Shellac has been manufactured from a resin excreted by lac bugs and used to make everything from furniture lacquer to nail polish to different colors. India, Thailand, and China are the biggest manufacturers of shellac, although it is also made in Bangladesh, Myanmar, Laos, Vietnam, and Mexico.

Due to its nontoxic nature, thermoplastic behavior, oil resistance, and effective moisture barrier qualities, it is a biopolymer of the polyester group that is widely employed in the pharmaceutical and food sectors.

It can also be dissolved in low-toxicity solvents and displays an excellent adhesion finish. Pure shellac, however, is not frequently utilized as a covering, due to its high oxygen permeability and brittleness.

In this study, a molded pulp’s barrier and surface resistance performance were enhanced by coating it with a nanocomposite layer made of shellac and nanofibrillated cellulose (NFC).

Modified nanofibrillated cellulose (mNFC) was created via an esterification procedure to improve NFC’s compatibility with the shellac phase and boost its water resistance. For comparison, the researchers also created samples that were not coated and ones that were coated in pure shellac.

The effects of the nanocomposite coating formulation (specifically, nanocellulose content and modification) on the morphology, barrier properties (water vapor transmission rate (WVTR), oil transmission rate (OTR), water and oil resistance, thermal stability, and mechanical properties of the fabricated specimens were systematically investigated.

The researchers found that the water vapor and oxygen transfer rates were comparable to those of low-density polyethylene, oriented polypropylene, and polyethylene terephthalate, which are common materials for food packaging.

According to tests on the water contact angle, oil contact angle, and oil absorption rate, the nanocomposite coating layer gave the molded pulp sheet outstanding water resistance and a potentially greaseproof surface.

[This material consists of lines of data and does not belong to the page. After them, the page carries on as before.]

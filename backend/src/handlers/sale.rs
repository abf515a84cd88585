//! Sale recording HTTP handlers

use axum::{
    extract::{Path, Query, State},
    http::StatusCode,
    response::IntoResponse,
    Json,
};

use shared::listing::{list_sales as page_sales, SalesQuery};
use shared::models::SaleInput;

use crate::error::AppError;
use crate::AppState;

/// List sales joined with their lot, newest first
pub async fn list_sales(
    State(state): State<AppState>,
    Query(query): Query<SalesQuery>,
) -> impl IntoResponse {
    let records = state.records.read().await;
    Json(page_sales(records.lots(), records.sales(), &query))
}

pub async fn get_sale(
    State(state): State<AppState>,
    Path(sale_id): Path<String>,
) -> impl IntoResponse {
    let records = state.records.read().await;

    match records.sale(&sale_id) {
        Some(sale) => (StatusCode::OK, Json(sale.clone())).into_response(),
        None => AppError::NotFound(format!("Sale {}", sale_id)).into_response(),
    }
}

/// Record a new sale
pub async fn create_sale(
    State(state): State<AppState>,
    Json(input): Json<SaleInput>,
) -> impl IntoResponse {
    match state.editor().create_sale(input).await {
        Ok(sale) => (StatusCode::CREATED, Json(sale)).into_response(),
        Err(e) => e.into_response(),
    }
}

pub async fn update_sale(
    State(state): State<AppState>,
    Path(sale_id): Path<String>,
    Json(input): Json<SaleInput>,
) -> impl IntoResponse {
    match state.editor().update_sale(&sale_id, input).await {
        Ok(sale) => (StatusCode::OK, Json(sale)).into_response(),
        Err(e) => e.into_response(),
    }
}

pub async fn delete_sale(
    State(state): State<AppState>,
    Path(sale_id): Path<String>,
) -> impl IntoResponse {
    match state.editor().delete_sale(&sale_id).await {
        Ok(_) => StatusCode::NO_CONTENT.into_response(),
        Err(e) => e.into_response(),
    }
}
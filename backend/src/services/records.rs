//! Loading the record sets from the store

use serde::Serialize;
use tokio::sync::RwLock;

use shared::RecordBook;

use crate::error::AppResult;
use crate::store::RecordStore;

/// Counts reported after a (re)load
#[derive(Debug, Clone, Serialize, PartialEq, Eq)]
#[serde(rename_all = "camelCase")]
pub struct RecordSummary {
    pub lots: usize,
    pub sales: usize,
    /// Sales whose lot is missing; ignored by every view
    pub orphan_sales: usize,
}

impl RecordSummary {
    pub fn of(book: &RecordBook) -> Self {
        Self {
            lots: book.lots().len(),
            sales: book.sales().len(),
            orphan_sales: book.orphan_sales().count(),
        }
    }
}

/// Startup load. Both sets are fetched concurrently; a set that cannot be
/// fetched starts empty so the server still comes up.
pub async fn load_records(store: &dyn RecordStore) -> RecordBook {
    let (lots, sales) = tokio::join!(store.list_lots(), store.list_sales());

    let lots = lots.unwrap_or_else(|e| {
        tracing::error!("Failed to load lots from {} store: {}", store.name(), e);
        Vec::new()
    });
    let sales = sales.unwrap_or_else(|e| {
        tracing::error!("Failed to load sales from {} store: {}", store.name(), e);
        Vec::new()
    });

    match RecordBook::from_parts(lots, sales) {
        Ok(book) => {
            let summary = RecordSummary::of(&book);
            tracing::info!(
                "Loaded {} lots and {} sales ({} orphaned)",
                summary.lots,
                summary.sales,
                summary.orphan_sales
            );
            book
        }
        Err(e) => {
            tracing::error!("Store returned inconsistent records: {}", e);
            RecordBook::new()
        }
    }
}

/// Re-fetch both sets and replace the loaded ones in a single commit.
/// Any failure leaves the current records in place.
pub async fn reload(records: &RwLock<RecordBook>, store: &dyn RecordStore) -> AppResult<RecordSummary> {
    let (lots, sales) = tokio::join!(store.list_lots(), store.list_sales());
    let (lots, sales) = (lots?, sales?);

    let mut book = records.write().await;
    book.replace_all(lots, sales)?;
    let summary = RecordSummary::of(&book);
    tracing::info!("Reloaded {} lots and {} sales", summary.lots, summary.sales);
    Ok(summary)
}
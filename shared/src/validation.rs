//! Validation utilities for lot and sale entry

use rust_decimal::Decimal;
use validator::Validate;

use crate::models::{Lot, LotInput, SaleInput};

// ============================================================================
// Money
// ============================================================================

/// Largest value a `NUMERIC(12, 2)` money column holds
pub const MAX_MONEY: Decimal = Decimal::from_parts(3_567_587_327, 232, 0, false, 2);

/// Validate an acquisition cost
pub fn validate_cost(cost: Decimal) -> Result<(), &'static str> {
    if cost < Decimal::ZERO {
        return Err("Cost cannot be negative");
    }
    if cost > MAX_MONEY {
        return Err("Cost is too large");
    }
    Ok(())
}

/// Validate a sale amount
pub fn validate_amount(amount: Decimal) -> Result<(), &'static str> {
    if amount < Decimal::ZERO {
        return Err("Sale amount cannot be negative");
    }
    if amount > MAX_MONEY {
        return Err("Sale amount is too large");
    }
    Ok(())
}

// ============================================================================
// Lots
// ============================================================================

/// Validate a lot code (trimmed, 1-50 chars, no control characters)
pub fn validate_lot_code(code: &str) -> Result<(), &'static str> {
    let trimmed = code.trim();
    if trimmed.is_empty() {
        return Err("Lot code is required");
    }
    if trimmed.chars().count() > 50 {
        return Err("Lot code must be at most 50 characters");
    }
    if trimmed.chars().any(|c| c.is_control()) {
        return Err("Lot code contains invalid characters");
    }
    Ok(())
}

/// Check that no other lot already uses `code`.
///
/// `editing` is the id of the lot being updated, which may keep its own code.
pub fn validate_lot_code_unique(
    code: &str,
    lots: &[Lot],
    editing: Option<&str>,
) -> Result<(), &'static str> {
    let code = code.trim();
    let taken = lots
        .iter()
        .filter(|lot| Some(lot.id.as_str()) != editing)
        .any(|lot| lot.lot_code.trim().eq_ignore_ascii_case(code));
    if taken {
        return Err("Lot code already in use");
    }
    Ok(())
}

/// Full validation of a lot form. Returns the first failing field and message.
pub fn validate_lot_input(input: &LotInput) -> Result<(), (&'static str, String)> {
    if let Err(errors) = input.validate() {
        let (field, message) = first_error(&errors);
        return Err((field, message));
    }
    validate_cost(input.cost).map_err(|m| ("cost", m.to_string()))?;
    validate_lot_code(&input.lot_code).map_err(|m| ("lotCode", m.to_string()))?;
    if input.brand.trim().is_empty() {
        return Err(("brand", "Brand is required".to_string()));
    }
    if input.model.trim().is_empty() {
        return Err(("model", "Model is required".to_string()));
    }
    Ok(())
}

// ============================================================================
// Sales
// ============================================================================

/// A sale must reference a lot chosen in the form
pub fn validate_lot_selected(lot_id: &str) -> Result<(), &'static str> {
    if lot_id.trim().is_empty() {
        return Err("Select a lot for this sale");
    }
    Ok(())
}

/// Full validation of a sale form. Returns the first failing field and message.
pub fn validate_sale_input(input: &SaleInput) -> Result<(), (&'static str, String)> {
    validate_lot_selected(&input.lot_id).map_err(|m| ("lotId", m.to_string()))?;
    if let Err(errors) = input.validate() {
        let (field, message) = first_error(&errors);
        return Err((field, message));
    }
    if input.part_name.trim().is_empty() {
        return Err(("partName", "Part name is required".to_string()));
    }
    validate_amount(input.amount).map_err(|m| ("amount", m.to_string()))?;
    Ok(())
}

fn first_error(errors: &validator::ValidationErrors) -> (&'static str, String) {
    errors
        .field_errors()
        .into_iter()
        .min_by_key(|(field, _)| (form_position(field), *field))
        .map(|(field, errs)| {
            let message = errs
                .first()
                .and_then(|e| e.message.as_ref().map(|m| m.to_string()))
                .unwrap_or_else(|| format!("Invalid {}", field));
            (wire_name(field), message)
        })
        .unwrap_or(("input", "Invalid input".to_string()))
}

/// Order in which the forms list their fields
fn form_position(field: &str) -> usize {
    const ORDER: [&str; 7] = [
        "lot_id", "brand", "model", "year", "lot_code", "part_name", "amount",
    ];
    ORDER.iter().position(|f| *f == field).unwrap_or(ORDER.len())
}

/// Field names as they appear in request bodies
fn wire_name(field: &'static str) -> &'static str {
    match field {
        "lot_code" => "lotCode",
        "part_name" => "partName",
        "lot_id" => "lotId",
        other => other,
    }
}
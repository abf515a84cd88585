//! Sales per channel

use chrono::NaiveDate;
use rust_decimal::Decimal;
use serde::{Deserialize, Serialize};

use crate::models::{Channel, Lot, Sale};

use super::{linked_sales_in, Period};

#[derive(Debug, Clone, Serialize, Deserialize, PartialEq)]
#[serde(rename_all = "camelCase")]
pub struct ChannelSummary {
    pub channel: Channel,
    pub label: String,
    pub sales: Decimal,
    pub count: u32,
}

/// Period totals for every channel, always listing each one
pub fn channel_breakdown(
    lots: &[Lot],
    sales: &[Sale],
    period: &Period,
    today: NaiveDate,
) -> Vec<ChannelSummary> {
    let linked = linked_sales_in(lots, sales, period, today);
    Channel::ALL
        .iter()
        .map(|channel| {
            let (total, count) = linked
                .iter()
                .filter(|(sale, _)| sale.channel == *channel)
                .fold((Decimal::ZERO, 0u32), |(total, count), (sale, _)| {
                    (total + sale.amount, count + 1)
                });
            ChannelSummary {
                channel: *channel,
                label: channel.label().to_string(),
                sales: total,
                count,
            }
        })
        .collect()
}
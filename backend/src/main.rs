//! Scrapyard Ledger - Backend Server
//!
//! Tracks vehicle lots bought for dismantling and the parts sold from them,
//! and serves the cost-of-goods-sold dashboard computed from those records.

use axum::{routing::get, Router};
use shared::RecordBook;
use sqlx::postgres::PgPoolOptions;
use std::{sync::Arc, time::Duration};
use tokio::sync::RwLock;
use tower_http::{
    compression::CompressionLayer,
    cors::{Any, CorsLayer},
    trace::TraceLayer,
};
use tracing_subscriber::{layer::SubscriberExt, util::SubscriberInitExt};

mod config;
mod error;
mod handlers;
mod routes;
mod services;
mod store;

pub use crate::config::Config;

use crate::config::{StoreBackend, StoreConfig};
use services::RecordEditor;
use store::{MemoryStore, PgStore, RecordStore, RestStore};

/// Application state shared across handlers
#[derive(Clone)]
pub struct AppState {
    /// Canonical lots and sales; written only after the store confirms
    pub records: Arc<RwLock<RecordBook>>,
    pub store: Arc<dyn RecordStore>,
    pub config: Arc<Config>,
}

impl AppState {
    pub fn new(records: RecordBook, store: Arc<dyn RecordStore>, config: Config) -> Self {
        Self {
            records: Arc::new(RwLock::new(records)),
            store,
            config: Arc::new(config),
        }
    }

    pub fn editor(&self) -> RecordEditor {
        RecordEditor::new(self.records.clone(), self.store.clone())
    }
}

#[tokio::main]
async fn main() -> anyhow::Result<()> {
    // Initialize tracing
    tracing_subscriber::registry()
        .with(
            tracing_subscriber::EnvFilter::try_from_default_env().unwrap_or_else(|_| {
                "scrapyard_server=debug,scrapyard_backend=debug,tower_http=debug,sqlx=warn".into()
            }),
        )
        .with(tracing_subscriber::fmt::layer())
        .init();

    // Load configuration
    dotenvy::dotenv().ok();
    let config = Config::load()?;

    tracing::info!("Starting Scrapyard Ledger Server");
    tracing::info!("Environment: {}", config.environment);

    // One store client for the whole process
    let store = connect_store(&config.store).await;
    tracing::info!("Using {} record store", store.name());

    // Both sets must be in memory before serving
    let records = services::records::load_records(store.as_ref()).await;

    let state = AppState::new(records, store, config.clone());

    // Build application
    let app = create_app(state);

    // Start server
    let listener = tokio::net::TcpListener::bind(config.server.bind_address()).await?;
    tracing::info!("Listening on {}", listener.local_addr()?);

    axum::serve(listener, app).await?;

    Ok(())
}

/// Build the configured store. A misconfigured or unreachable store never
/// stops the server: it logs and falls back so the process still starts.
async fn connect_store(config: &StoreConfig) -> Arc<dyn RecordStore> {
    if !config.is_configured() {
        tracing::error!(
            "Store backend {:?} is not configured; running with an in-memory store",
            config.backend
        );
        return Arc::new(MemoryStore::new());
    }

    match config.backend {
        StoreBackend::Memory => Arc::new(MemoryStore::new()),
        StoreBackend::Rest => Arc::new(RestStore::new(
            config.rest_url.clone(),
            config.api_key.clone(),
        )),
        StoreBackend::Postgres => {
            let options = PgPoolOptions::new()
                .max_connections(config.max_connections)
                .min_connections(config.min_connections)
                .acquire_timeout(Duration::from_secs(30));

            tracing::info!("Connecting to database...");
            match options.clone().connect(&config.database_url).await {
                Ok(pool) => {
                    tracing::info!("Database connection established");
                    if config.run_migrations {
                        tracing::info!("Running database migrations...");
                        match sqlx::migrate!("./migrations").run(&pool).await {
                            Ok(()) => tracing::info!("Migrations completed"),
                            Err(e) => tracing::error!("Migrations failed: {}", e),
                        }
                    }
                    Arc::new(PgStore::new(pool))
                }
                Err(e) => {
                    tracing::error!("Database unreachable, records start empty: {}", e);
                    match options.connect_lazy(&config.database_url) {
                        Ok(pool) => Arc::new(PgStore::new(pool)),
                        Err(e) => {
                            tracing::error!("Invalid database URL: {}", e);
                            Arc::new(MemoryStore::new())
                        }
                    }
                }
            }
        }
    }
}

/// Create the application router with all routes and middleware
fn create_app(state: AppState) -> Router {
    // CORS configuration
    let cors = CorsLayer::new()
        .allow_origin(Any)
        .allow_methods(Any)
        .allow_headers(Any);

    Router::new()
        .route("/", get(root))
        .route("/health", get(health_check))
        .nest("/api/v1", routes::api_routes())
        .layer(TraceLayer::new_for_http())
        .layer(CompressionLayer::new())
        .layer(cors)
        .with_state(state)
}

/// Root endpoint
async fn root() -> &'static str {
    "Scrapyard Ledger API v1.0"
}

/// Health check endpoint
async fn health_check() -> &'static str {
    "OK"
}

The coating layer improved the sheet samples’ tensile qualities as well, particularly for the sample coated with mNFC and shellac. After adding the shellac layer with reduced thermal degradation temperature, the samples acquired good thermal stability (about 250 °C), demonstrating its potential for packaging applications.

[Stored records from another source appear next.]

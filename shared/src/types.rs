//! Common types used across the workspace

use chrono::NaiveDate;
use serde::{Deserialize, Serialize};

/// Fixed page size for list views
pub const DEFAULT_PAGE_SIZE: u32 = 10;

/// Pagination parameters
#[derive(Debug, Clone, Copy, Serialize, Deserialize, PartialEq, Eq)]
#[serde(rename_all = "camelCase")]
pub struct Pagination {
    pub page: u32,
    pub per_page: u32,
}

impl Default for Pagination {
    fn default() -> Self {
        Self {
            page: 1,
            per_page: DEFAULT_PAGE_SIZE,
        }
    }
}

impl Pagination {
    pub fn new(page: u32, per_page: u32) -> Self {
        Self { page, per_page }
    }
}

/// Paginated response
#[derive(Debug, Clone, Serialize, Deserialize)]
#[serde(rename_all = "camelCase")]
pub struct PaginatedResponse<T> {
    pub data: Vec<T>,
    pub pagination: PaginationMeta,
}

/// Pagination metadata
#[derive(Debug, Clone, Serialize, Deserialize, PartialEq, Eq)]
#[serde(rename_all = "camelCase")]
pub struct PaginationMeta {
    /// Page actually served after clamping
    pub page: u32,
    pub per_page: u32,
    pub total_items: u64,
    pub total_pages: u32,
}

/// Slice one page out of `items`.
///
/// The requested page is clamped into `1..=total_pages`; an empty list still
/// reports one (empty) page.
pub fn paginate<T>(items: Vec<T>, pagination: Pagination) -> PaginatedResponse<T> {
    let per_page = pagination.per_page.max(1);
    let total_items = items.len() as u64;
    let total_pages = (total_items.div_ceil(per_page as u64)).max(1) as u32;
    let page = pagination.page.clamp(1, total_pages);

    let start = ((page - 1) * per_page) as usize;
    let data = items
        .into_iter()
        .skip(start)
        .take(per_page as usize)
        .collect();

    PaginatedResponse {
        data,
        pagination: PaginationMeta {
            page,
            per_page,
            total_items,
            total_pages,
        },
    }
}

/// Inclusive date range
#[derive(Debug, Clone, Copy, Serialize, Deserialize, PartialEq, Eq)]
pub struct DateRange {
    pub start: NaiveDate,
    pub end: NaiveDate,
}

impl DateRange {
    pub fn new(start: NaiveDate, end: NaiveDate) -> Self {
        Self { start, end }
    }

    pub fn contains(&self, date: NaiveDate) -> bool {
        date >= self.start && date <= self.end
    }
}
//! Record editor: validated writes against the store
//!
//! Every write goes to the store first. The in-memory book only changes after
//! the store confirms, so a failed request leaves the loaded records as they
//! were.

use std::sync::Arc;

use serde::Serialize;
use tokio::sync::RwLock;

use shared::models::{Lot, LotInput, Sale, SaleInput};
use shared::validation::{validate_lot_code_unique, validate_lot_input, validate_sale_input};
use shared::RecordBook;

use crate::error::{AppError, AppResult};
use crate::store::RecordStore;

/// Create/update/delete for lots and sales
#[derive(Clone)]
pub struct RecordEditor {
    records: Arc<RwLock<RecordBook>>,
    store: Arc<dyn RecordStore>,
}

/// Result of a lot deletion
#[derive(Debug, Clone, Serialize)]
#[serde(rename_all = "camelCase")]
pub struct DeletedLot {
    pub lot: Lot,
    /// Sales removed together with the lot
    pub sales_removed: usize,
}

impl RecordEditor {
    /// Create a new RecordEditor instance
    pub fn new(records: Arc<RwLock<RecordBook>>, store: Arc<dyn RecordStore>) -> Self {
        Self { records, store }
    }

    // ------------------------------------------------------------------------
    // Lots
    // ------------------------------------------------------------------------

    async fn check_lot(&self, input: &LotInput, editing: Option<&str>) -> AppResult<()> {
        validate_lot_input(input).map_err(|(field, message)| AppError::validation(field, message))?;
        let records = self.records.read().await;
        validate_lot_code_unique(&input.lot_code, records.lots(), editing)
            .map_err(|message| AppError::validation("lotCode", message))?;
        if let Some(id) = editing {
            if records.lot(id).is_none() {
                return Err(AppError::NotFound(format!("Lot {}", id)));
            }
        }
        Ok(())
    }

    pub async fn create_lot(&self, input: LotInput) -> AppResult<Lot> {
        self.check_lot(&input, None).await?;

        let lot = self.store.create_lot(&input).await?;
        tracing::info!("Created lot {} ({})", lot.lot_code, lot.id);

        self.records.write().await.upsert_lot(lot.clone());
        Ok(lot)
    }

    pub async fn update_lot(&self, id: &str, input: LotInput) -> AppResult<Lot> {
        self.check_lot(&input, Some(id)).await?;

        let lot = self.store.update_lot(id, &input).await?;
        tracing::info!("Updated lot {} ({})", lot.lot_code, lot.id);

        self.records.write().await.upsert_lot(lot.clone());
        Ok(lot)
    }

    /// Delete a lot and, with it, every sale recorded against it
    pub async fn delete_lot(&self, id: &str) -> AppResult<DeletedLot> {
        if self.records.read().await.lot(id).is_none() {
            return Err(AppError::NotFound(format!("Lot {}", id)));
        }

        self.store.delete_lot(id).await?;

        let removed = self.records.write().await.remove_lot(id);
        let (lot, sales_removed) =
            removed.ok_or_else(|| AppError::NotFound(format!("Lot {}", id)))?;
        tracing::info!(
            "Deleted lot {} ({}) and {} sales",
            lot.lot_code,
            lot.id,
            sales_removed
        );
        Ok(DeletedLot { lot, sales_removed })
    }

    // ------------------------------------------------------------------------
    // Sales
    // ------------------------------------------------------------------------

    async fn check_sale(&self, input: &SaleInput, editing: Option<&str>) -> AppResult<()> {
        validate_sale_input(input)
            .map_err(|(field, message)| AppError::validation(field, message))?;
        let records = self.records.read().await;
        if records.lot(&input.lot_id).is_none() {
            return Err(AppError::validation("lotId", "Selected lot does not exist"));
        }
        if let Some(id) = editing {
            if records.sale(id).is_none() {
                return Err(AppError::NotFound(format!("Sale {}", id)));
            }
        }
        Ok(())
    }

    pub async fn create_sale(&self, input: SaleInput) -> AppResult<Sale> {
        self.check_sale(&input, None).await?;

        let sale = self.store.create_sale(&input).await?;
        tracing::info!("Recorded sale {} of '{}' for lot {}", sale.id, sale.part_name, sale.lot_id);

        self.records.write().await.upsert_sale(sale.clone());
        Ok(sale)
    }

    pub async fn update_sale(&self, id: &str, input: SaleInput) -> AppResult<Sale> {
        self.check_sale(&input, Some(id)).await?;

        let sale = self.store.update_sale(id, &input).await?;
        tracing::info!("Updated sale {}", sale.id);

        self.records.write().await.upsert_sale(sale.clone());
        Ok(sale)
    }

    pub async fn delete_sale(&self, id: &str) -> AppResult<Sale> {
        if self.records.read().await.sale(id).is_none() {
            return Err(AppError::NotFound(format!("Sale {}", id)));
        }

        self.store.delete_sale(id).await?;

        let sale = self
            .records
            .write()
            .await
            .remove_sale(id)
            .ok_or_else(|| AppError::NotFound(format!("Sale {}", id)))?;
        tracing::info!("Deleted sale {}", sale.id);
        Ok(sale)
    }
}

Our next aim is to develop a sustainable coating that is cheaper and scalable via materials selection and design as well as some process modifications.

Nattakan Soykeabkaew, Lead Researcher and Professor, School of Science, Mae Fah Luang University

The expense of commercialization is now a hindrance, according to Professor Soykeabkaew, who thinks that it is three to ten times more expensive than materials already in use.

The coating could, according to Professor Soykeabkaew, “be applied on other eco-materials to decrease the water/moisture sensitivity.

Journal Reference:

Klayya, S., et al. (2023) Sustainable nanocomposite coating for moulded pulp with enhanced barrier properties for food packaging applications. Polymer International. doi:10.1002/pi.6469.